“Expensive Sentences – Debunking the Common Myths that Derail Decisions and Sabotage Success” by Jack Quarles (Ideapress Publishing, $24.95)
How often have you used or heard: “It’s too late to turn back.” “They’re the only ones …” “We have to act now to lock in the price.” Clichés like these proliferate in business decision-making. Their real meaning can be summed up in three words – stuck, special and scarce. They’re expensive words because they place limits on opportunities. Stuck tells us that “we can’t do certain things.” Special tells us that “someone or something is outside the rules that apply to others.” Scarce tells us that “there’s not enough of something we need.”

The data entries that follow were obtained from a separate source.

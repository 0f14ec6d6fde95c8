//! Writes analysis results back into the catalog.
//!
//! [`write_metadata`] performs four sub-writes (keywords, rating, caption and
//! the JSON blob) on the connection it is given. Callers run it inside one
//! transaction so they apply together or not at all.

use std::collections::{BTreeMap, HashSet};

use rusqlite::{params, Connection, OptionalExtension};
use tracing::{debug, warn};

use super::caption::{build_sections, display_name, merge_caption, STANDARD_CATEGORIES};
use super::record_repo::PROCESSED_KEYWORD;
use super::{CatalogSchema, DatabaseError};
use crate::analyzer::AnalysisMetadata;

#[derive(Debug, Clone, PartialEq, Eq)]
pub struct KeywordOptions {
    pub hierarchical: bool,
    pub delimiter: String,
}

impl Default for KeywordOptions {
    fn default() -> Self {
        Self {
            hierarchical: false,
            delimiter: "|".to_string(),
        }
    }
}

/// Keyword names to link, deduplicated case-insensitively in first-seen order.
pub fn collect_keywords(metadata: &AnalysisMetadata, options: &KeywordOptions) -> Vec<String> {
    let mut names: Vec<String> = metadata
        .keywords
        .iter()
        .chain(metadata.tags.iter())
        .cloned()
        .collect();
    names.push(PROCESSED_KEYWORD.to_string());
    names.push(format!("AI_Score_{:.1}", metadata.aesthetic_score));

    if options.hierarchical {
        names.extend(hierarchical_keywords(&metadata.categories, &options.delimiter));
    }

    let mut seen = HashSet::new();
    names
        .into_iter()
        .map(|n| n.trim().to_string())
        .filter(|n| !n.is_empty() && seen.insert(n.to_lowercase()))
        .collect()
}

fn hierarchical_keywords(categories: &BTreeMap<String, Vec<String>>, d: &str) -> Vec<String> {
    let values = |key: &str| categories.get(key).map(Vec::as_slice).unwrap_or(&[]);
    let mut out = Vec::new();

    if let Some(format) = values("film_format").first() {
        out.push(format!("Film{d}Format{d}{format}"));
    }
    for v in values("film_characteristics") {
        out.push(format!("Film{d}Characteristics{d}{v}"));
    }

    let lens = values("lens_characteristics");
    if !lens.is_empty() {
        out.push("Lens".to_string());
        out.extend(lens.iter().map(|v| format!("Lens{d}{v}")));
    }
    for v in values("focal_length_estimate") {
        out.push(format!("Lens{d}FocalLength{d}{v}"));
    }
    for v in values("aperture_evidence") {
        out.push(format!("Lens{d}Aperture{d}{v}"));
    }

    for &key in STANDARD_CATEGORIES {
        let entries = values(key);
        if entries.is_empty() {
            continue;
        }
        let parent = display_name(key);
        out.extend(entries.iter().map(|v| format!("{parent}{d}{v}")));
        out.push(parent);
    }
    out
}

fn keyword_id(conn: &Connection, name: &str) -> Result<i64, rusqlite::Error> {
    let existing: Option<i64> = conn
        .query_row(
            "SELECT id_local FROM AgLibraryKeyword WHERE name = ?1",
            params![name],
            |row| row.get(0),
        )
        .optional()?;
    if let Some(id) = existing {
        return Ok(id);
    }

    let global_id = uuid::Uuid::new_v4().simple().to_string().to_uppercase();
    conn.execute(
        "INSERT INTO AgLibraryKeyword (name, lc_name, includeOnExport, id_global)
         VALUES (?1, ?2, 1, ?3)",
        params![name, name.to_lowercase(), global_id],
    )?;
    Ok(conn.last_insert_rowid())
}

/// Links every keyword to the record, creating missing keywords. Returns the
/// number of new links.
fn write_keywords(
    conn: &Connection,
    schema: &CatalogSchema,
    record_id: i64,
    keywords: &[String],
) -> Result<usize, rusqlite::Error> {
    if !schema.has_table("AgLibraryKeyword") || !schema.has_table("AgLibraryKeywordImage") {
        warn!(record_id, "Keyword tables missing, keywords not written");
        return Ok(0);
    }

    let mut linked = 0;
    for name in keywords {
        let tag = keyword_id(conn, name)?;
        linked += conn.execute(
            "INSERT INTO AgLibraryKeywordImage (image, tag)
             SELECT ?1, ?2
             WHERE NOT EXISTS (SELECT 1 FROM AgLibraryKeywordImage WHERE image = ?1 AND tag = ?2)",
            params![record_id, tag],
        )?;
    }
    Ok(linked)
}

/// Halves round to the even star, so 5.0 rates 2 and 7.0 rates 4.
fn star_rating(score: f64) -> i64 {
    ((score / 2.0).round_ties_even() as i64).clamp(0, 5)
}

/// Sets a star rating only where the user has not rated the photo.
fn write_rating(
    conn: &Connection,
    schema: &CatalogSchema,
    record_id: i64,
    score: f64,
) -> Result<bool, rusqlite::Error> {
    if !schema.has_column("Adobe_images", "rating") {
        return Ok(false);
    }
    let current: Option<Option<f64>> = conn
        .query_row(
            "SELECT rating FROM Adobe_images WHERE id_local = ?1",
            params![record_id],
            |row| row.get(0),
        )
        .optional()?;

    match current {
        Some(None) => {}
        Some(Some(rating)) if rating == 0.0 => {}
        _ => return Ok(false),
    }
    conn.execute(
        "UPDATE Adobe_images SET rating = ?1 WHERE id_local = ?2",
        params![star_rating(score), record_id],
    )?;
    Ok(true)
}

fn write_caption(
    conn: &Connection,
    schema: &CatalogSchema,
    record_id: i64,
    metadata: &AnalysisMetadata,
) -> Result<bool, rusqlite::Error> {
    if metadata.categories.is_empty() || !schema.has_column("Adobe_images", "caption") {
        return Ok(false);
    }
    let existing: Option<String> = conn
        .query_row(
            "SELECT caption FROM Adobe_images WHERE id_local = ?1",
            params![record_id],
            |row| row.get(0),
        )
        .optional()?
        .flatten();

    let sections = build_sections(metadata.aesthetic_score, &metadata.categories);
    let caption = merge_caption(existing.as_deref(), &sections);
    conn.execute(
        "UPDATE Adobe_images SET caption = ?1 WHERE id_local = ?2",
        params![caption, record_id],
    )?;
    Ok(true)
}

fn write_blob(
    conn: &Connection,
    schema: &CatalogSchema,
    record_id: i64,
    metadata: &AnalysisMetadata,
) -> Result<bool, DatabaseError> {
    if !schema.has_table("Adobe_additionalMetadata") {
        return Ok(false);
    }
    let json = serde_json::to_string(metadata)?;

    let updated = conn.execute(
        "UPDATE Adobe_additionalMetadata SET externalEditingData = ?1 WHERE image = ?2",
        params![json, record_id],
    )?;
    if updated == 0 {
        conn.execute(
            "INSERT INTO Adobe_additionalMetadata (image, externalEditingData) VALUES (?1, ?2)",
            params![record_id, json],
        )?;
    }
    Ok(true)
}

/// Applies all four metadata sub-writes for one record.
pub fn write_metadata(
    conn: &Connection,
    schema: &CatalogSchema,
    record_id: i64,
    metadata: &AnalysisMetadata,
    options: &KeywordOptions,
) -> Result<(), DatabaseError> {
    let keywords = collect_keywords(metadata, options);
    let linked = write_keywords(conn, schema, record_id, &keywords)?;
    let rated = write_rating(conn, schema, record_id, metadata.aesthetic_score)?;
    let captioned = write_caption(conn, schema, record_id, metadata)?;
    let blob = write_blob(conn, schema, record_id, metadata)?;

    debug!(
        record_id,
        keywords = keywords.len(),
        linked,
        rated,
        captioned,
        blob,
        "Metadata written"
    );
    Ok(())
}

Let’s put some of these into real-time context:
▶ 1. Stuck – The cost of refusing to change course. There comes a point where realization (i.e., the dog won’t hunt) must trump expectation. Wasting time, people and money on a limping project just because you’ve already invested lots of time, people and money in it won’t make it a winner. It’s time to cut losses and move on.
Analogy: If you spent more time working with your best employees rather than trying to get an underperformer up to average, wouldn’t your team’s results improve? Wouldn’t the team’s results be even better if the underperformer was replaced by someone who had an ‘A’ game? The answer to both questions is “Yes.” Why not apply that same logic to projects?
▶ 2. Special – Vendor A has proven reliable over the years; we trust it. The reasoning to stay with Vendor A centers on “If it isn’t broke, don’t fix it.” This type of thinking eliminates other vendors that could be just as reliable and trustworthy – but may be less expensive or offer additional features. Explore the potential payoff of other vendors.
▶ 3. Scarce – The customer is always right. It takes lots of time to turn a prospect into a customer. Doing whatever it takes to keep a customer often takes customer-centricity too far. Catering and customization can erode profit margin – and take attention away from other customers.
The Bottom Line: When you limit options, you limit opportunity.
“You’ve got 00:00:08 Seconds – Communications Secrets for a Distracted World” by Paul Hellman (AMACOM, $17.95)
According to a 2015 Microsoft survey, the attention span of humans is less than that of a goldfish’s eight seconds. Hellman’s fast-focus method centers on making the “right” point, emphasizing it and telling people what to do with it. To find the “right” point, you must become your audience and answer three “homework” questions:
1. Why should I listen? Don’t confuse a purpose statement with your talking points agenda. A purpose statement convinces them to listen by emphasizing why what you’re going to talk about has importance to them; an agenda deals with what. Look at your topic and decide if it needs a positive or negative why – “If you listen, you’ll either get something good or avoid something bad.”
The more boring the topic, the more likely an audience will react positively to a negative why. Example: When speaking about new financial regulations, a banker had a picture of a prison as his background; his why: Pointing to the background he said, “We don’t want to go there.”
2. What exactly are you saying? Build your what talking points around your why. Hellman offers a tree visualization for the process. Draw a horizontal line near the bottom of a sheet of paper; below it, list your ground-level why. Draw the tree’s trunk; label it with the one thing (i.e., main message) that must be remembered. Next, draw and label three limbs with a key point. Flesh out the key-point limbs with a few subpoint leaves.
3. What should I do with this info? If your “one thing” and key points are grounded in the why, they’ll know what must be done.
Jim Pawlak is a nationally syndicated reviewer of business books.